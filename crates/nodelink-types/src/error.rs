//! Shared error types for the nodelink crates.

use thiserror::Error;

/// Top-level error type shared across the communication layers.
#[derive(Error, Debug)]
pub enum NodeLinkError {
    /// A node id string could not be parsed.
    #[error("Invalid node id: {0}")]
    InvalidNodeId(String),

    /// A contact point string could not be parsed.
    #[error("Invalid contact point: {0}")]
    InvalidContactPoint(String),

    /// A configuration error occurred.
    #[error("Configuration error: {0}")]
    Config(String),

    /// A serialization/deserialization error occurred.
    #[error("Serialization error: {0}")]
    Serialization(String),

    /// The component is in an invalid state for the requested operation.
    #[error("Invalid state '{current}' for operation '{operation}'")]
    InvalidState {
        /// The current state.
        current: String,
        /// The operation that was attempted.
        operation: String,
    },

    /// Timed out waiting for something to happen.
    #[error("Timed out: {0}")]
    Timeout(String),

    /// The component is shutting down.
    #[error("Shutdown in progress")]
    ShuttingDown,

    /// An I/O error occurred.
    #[error("IO error: {0}")]
    Io(#[from] std::io::Error),

    /// An internal error occurred.
    #[error("Internal error: {0}")]
    Internal(String),
}

impl From<serde_json::Error> for NodeLinkError {
    fn from(e: serde_json::Error) -> Self {
        NodeLinkError::Serialization(e.to_string())
    }
}

/// Alias for Result with NodeLinkError.
pub type NodeLinkResult<T> = Result<T, NodeLinkError>;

Description of the task: Return each line of the material above in which the string "Timed" appears.

Solution to the exercise:
    /// Timed out waiting for something to happen.
    #[error("Timed out: {0}")]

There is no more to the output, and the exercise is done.